* **TASK ITEM**
Each line below that contains the word "return" must be copied.

(Dataset entries)

*** Begin section ***

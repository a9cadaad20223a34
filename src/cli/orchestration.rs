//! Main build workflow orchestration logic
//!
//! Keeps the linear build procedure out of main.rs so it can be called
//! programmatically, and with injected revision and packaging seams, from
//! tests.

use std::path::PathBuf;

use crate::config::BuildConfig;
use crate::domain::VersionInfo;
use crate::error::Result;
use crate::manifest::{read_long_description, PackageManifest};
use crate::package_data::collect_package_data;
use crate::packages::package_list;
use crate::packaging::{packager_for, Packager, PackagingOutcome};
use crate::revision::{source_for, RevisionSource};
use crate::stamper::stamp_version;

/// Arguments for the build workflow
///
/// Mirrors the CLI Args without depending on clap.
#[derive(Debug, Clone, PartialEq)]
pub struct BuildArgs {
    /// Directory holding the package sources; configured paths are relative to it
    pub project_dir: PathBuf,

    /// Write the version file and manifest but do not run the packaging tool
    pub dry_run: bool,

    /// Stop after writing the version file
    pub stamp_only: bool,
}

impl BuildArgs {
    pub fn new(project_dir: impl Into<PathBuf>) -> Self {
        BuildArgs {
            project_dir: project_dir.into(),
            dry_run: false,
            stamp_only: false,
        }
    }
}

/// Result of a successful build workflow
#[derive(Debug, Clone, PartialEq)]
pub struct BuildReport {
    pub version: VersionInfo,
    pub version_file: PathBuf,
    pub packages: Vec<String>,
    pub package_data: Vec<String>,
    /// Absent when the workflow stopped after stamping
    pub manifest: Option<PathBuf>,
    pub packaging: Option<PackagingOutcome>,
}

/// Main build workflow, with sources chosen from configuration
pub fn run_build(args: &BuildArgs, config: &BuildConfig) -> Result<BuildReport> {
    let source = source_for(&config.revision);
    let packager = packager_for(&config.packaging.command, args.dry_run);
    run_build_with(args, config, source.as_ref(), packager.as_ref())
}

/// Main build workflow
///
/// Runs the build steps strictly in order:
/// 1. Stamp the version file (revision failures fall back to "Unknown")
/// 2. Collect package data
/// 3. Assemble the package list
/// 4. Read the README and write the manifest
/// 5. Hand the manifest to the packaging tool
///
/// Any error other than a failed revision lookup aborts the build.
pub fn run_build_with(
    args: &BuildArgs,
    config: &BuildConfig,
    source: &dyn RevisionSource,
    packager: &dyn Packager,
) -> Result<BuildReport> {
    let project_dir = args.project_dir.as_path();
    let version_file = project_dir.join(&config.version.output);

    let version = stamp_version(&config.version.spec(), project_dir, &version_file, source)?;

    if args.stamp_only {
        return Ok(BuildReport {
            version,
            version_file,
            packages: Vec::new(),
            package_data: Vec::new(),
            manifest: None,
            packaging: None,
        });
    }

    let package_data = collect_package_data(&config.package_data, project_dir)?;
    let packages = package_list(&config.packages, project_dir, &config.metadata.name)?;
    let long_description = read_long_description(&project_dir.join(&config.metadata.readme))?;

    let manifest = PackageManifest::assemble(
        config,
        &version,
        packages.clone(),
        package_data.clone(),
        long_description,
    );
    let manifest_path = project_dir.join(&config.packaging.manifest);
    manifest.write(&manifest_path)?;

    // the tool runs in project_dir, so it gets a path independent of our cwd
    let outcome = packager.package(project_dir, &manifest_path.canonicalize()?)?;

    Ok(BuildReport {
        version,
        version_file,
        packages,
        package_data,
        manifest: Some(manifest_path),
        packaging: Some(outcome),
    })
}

*** End section ***
*** Begin section ***

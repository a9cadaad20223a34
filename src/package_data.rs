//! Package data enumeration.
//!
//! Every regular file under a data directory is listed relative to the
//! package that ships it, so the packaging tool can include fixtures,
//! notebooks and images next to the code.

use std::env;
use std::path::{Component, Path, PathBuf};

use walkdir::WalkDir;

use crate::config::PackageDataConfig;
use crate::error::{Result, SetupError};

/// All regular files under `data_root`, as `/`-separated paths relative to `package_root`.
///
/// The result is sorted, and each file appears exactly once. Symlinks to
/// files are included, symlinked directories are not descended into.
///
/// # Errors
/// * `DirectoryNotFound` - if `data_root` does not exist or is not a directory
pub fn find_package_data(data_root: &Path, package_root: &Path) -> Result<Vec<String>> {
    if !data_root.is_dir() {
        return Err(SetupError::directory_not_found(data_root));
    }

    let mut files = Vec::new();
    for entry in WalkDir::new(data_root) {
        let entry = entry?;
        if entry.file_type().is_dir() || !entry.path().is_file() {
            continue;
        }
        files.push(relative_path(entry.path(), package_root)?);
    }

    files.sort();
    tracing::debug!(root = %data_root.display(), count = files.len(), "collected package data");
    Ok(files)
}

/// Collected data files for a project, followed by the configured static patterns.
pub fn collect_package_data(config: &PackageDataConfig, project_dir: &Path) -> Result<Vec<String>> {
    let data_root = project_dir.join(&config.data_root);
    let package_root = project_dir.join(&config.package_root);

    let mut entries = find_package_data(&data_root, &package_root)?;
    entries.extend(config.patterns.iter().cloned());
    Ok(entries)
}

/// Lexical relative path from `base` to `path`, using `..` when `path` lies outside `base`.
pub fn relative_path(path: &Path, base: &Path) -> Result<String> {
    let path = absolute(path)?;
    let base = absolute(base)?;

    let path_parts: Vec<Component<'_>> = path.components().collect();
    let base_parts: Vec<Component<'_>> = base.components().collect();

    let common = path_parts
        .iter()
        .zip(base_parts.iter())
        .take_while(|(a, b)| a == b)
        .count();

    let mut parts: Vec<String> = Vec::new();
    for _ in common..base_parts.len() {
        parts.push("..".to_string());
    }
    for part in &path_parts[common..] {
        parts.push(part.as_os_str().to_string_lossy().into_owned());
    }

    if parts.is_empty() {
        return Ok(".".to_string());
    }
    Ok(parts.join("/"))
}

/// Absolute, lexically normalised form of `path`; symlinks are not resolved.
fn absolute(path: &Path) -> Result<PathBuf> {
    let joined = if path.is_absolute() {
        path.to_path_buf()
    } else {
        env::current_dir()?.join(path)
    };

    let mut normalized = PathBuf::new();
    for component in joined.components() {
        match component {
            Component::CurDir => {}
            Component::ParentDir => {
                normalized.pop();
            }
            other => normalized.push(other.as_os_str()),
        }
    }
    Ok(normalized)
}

*** End section ***
*** Begin section ***

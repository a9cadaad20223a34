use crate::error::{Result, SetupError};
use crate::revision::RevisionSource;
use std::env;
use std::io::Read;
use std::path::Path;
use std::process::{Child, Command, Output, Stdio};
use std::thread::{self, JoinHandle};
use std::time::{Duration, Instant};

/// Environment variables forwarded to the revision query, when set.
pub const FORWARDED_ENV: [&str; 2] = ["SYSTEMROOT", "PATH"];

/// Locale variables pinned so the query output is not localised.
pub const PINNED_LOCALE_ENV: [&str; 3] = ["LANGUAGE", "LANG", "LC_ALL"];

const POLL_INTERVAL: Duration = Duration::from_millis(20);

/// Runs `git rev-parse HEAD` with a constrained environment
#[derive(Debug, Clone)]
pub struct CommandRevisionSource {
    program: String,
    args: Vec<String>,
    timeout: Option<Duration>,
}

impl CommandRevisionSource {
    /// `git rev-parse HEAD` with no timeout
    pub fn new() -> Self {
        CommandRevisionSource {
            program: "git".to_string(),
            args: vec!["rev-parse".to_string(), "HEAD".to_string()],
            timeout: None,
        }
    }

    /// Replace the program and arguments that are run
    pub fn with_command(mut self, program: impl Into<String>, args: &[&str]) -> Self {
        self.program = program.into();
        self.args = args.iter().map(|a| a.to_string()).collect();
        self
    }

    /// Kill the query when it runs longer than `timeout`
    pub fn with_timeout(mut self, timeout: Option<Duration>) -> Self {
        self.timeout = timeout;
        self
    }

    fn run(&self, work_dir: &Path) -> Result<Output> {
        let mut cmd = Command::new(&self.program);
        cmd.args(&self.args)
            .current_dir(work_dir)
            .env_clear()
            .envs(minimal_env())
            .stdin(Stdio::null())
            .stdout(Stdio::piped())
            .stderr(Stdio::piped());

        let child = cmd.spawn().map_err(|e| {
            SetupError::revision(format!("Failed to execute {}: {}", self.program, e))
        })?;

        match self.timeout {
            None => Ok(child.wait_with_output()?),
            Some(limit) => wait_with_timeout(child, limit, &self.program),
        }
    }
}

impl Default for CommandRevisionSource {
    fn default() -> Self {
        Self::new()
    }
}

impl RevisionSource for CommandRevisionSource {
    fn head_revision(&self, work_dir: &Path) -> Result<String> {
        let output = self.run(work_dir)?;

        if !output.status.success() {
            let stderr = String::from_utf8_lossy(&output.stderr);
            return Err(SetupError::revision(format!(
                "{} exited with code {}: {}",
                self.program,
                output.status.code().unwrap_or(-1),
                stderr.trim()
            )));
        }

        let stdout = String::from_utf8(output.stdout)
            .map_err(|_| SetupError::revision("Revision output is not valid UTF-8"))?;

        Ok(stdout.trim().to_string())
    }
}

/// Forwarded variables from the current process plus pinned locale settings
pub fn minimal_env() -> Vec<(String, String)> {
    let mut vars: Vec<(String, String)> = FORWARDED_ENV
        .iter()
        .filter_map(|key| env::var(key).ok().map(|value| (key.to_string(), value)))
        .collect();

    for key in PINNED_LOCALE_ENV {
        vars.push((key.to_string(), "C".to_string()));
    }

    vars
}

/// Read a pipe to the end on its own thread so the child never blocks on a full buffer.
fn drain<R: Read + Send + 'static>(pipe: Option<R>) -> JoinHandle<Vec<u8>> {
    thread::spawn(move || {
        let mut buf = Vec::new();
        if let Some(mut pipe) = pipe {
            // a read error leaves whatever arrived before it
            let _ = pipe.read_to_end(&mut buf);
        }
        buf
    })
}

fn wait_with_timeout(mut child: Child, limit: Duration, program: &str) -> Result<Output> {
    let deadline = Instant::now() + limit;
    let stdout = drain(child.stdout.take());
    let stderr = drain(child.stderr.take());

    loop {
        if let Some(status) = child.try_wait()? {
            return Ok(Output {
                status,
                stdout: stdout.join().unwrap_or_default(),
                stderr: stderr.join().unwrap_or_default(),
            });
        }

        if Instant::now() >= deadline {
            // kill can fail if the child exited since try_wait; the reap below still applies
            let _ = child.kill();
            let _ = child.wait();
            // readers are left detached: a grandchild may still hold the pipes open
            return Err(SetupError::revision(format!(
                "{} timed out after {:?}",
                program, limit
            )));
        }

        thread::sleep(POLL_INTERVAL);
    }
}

*** End section ***

* **YOUR SOLUTION**
        return Ok(BuildReport {
        return Err(SetupError::directory_not_found(data_root));
        return Ok(".".to_string());
            return Err(SetupError::revision(format!(
            return Ok(Output {
            return Err(SetupError::revision(format!(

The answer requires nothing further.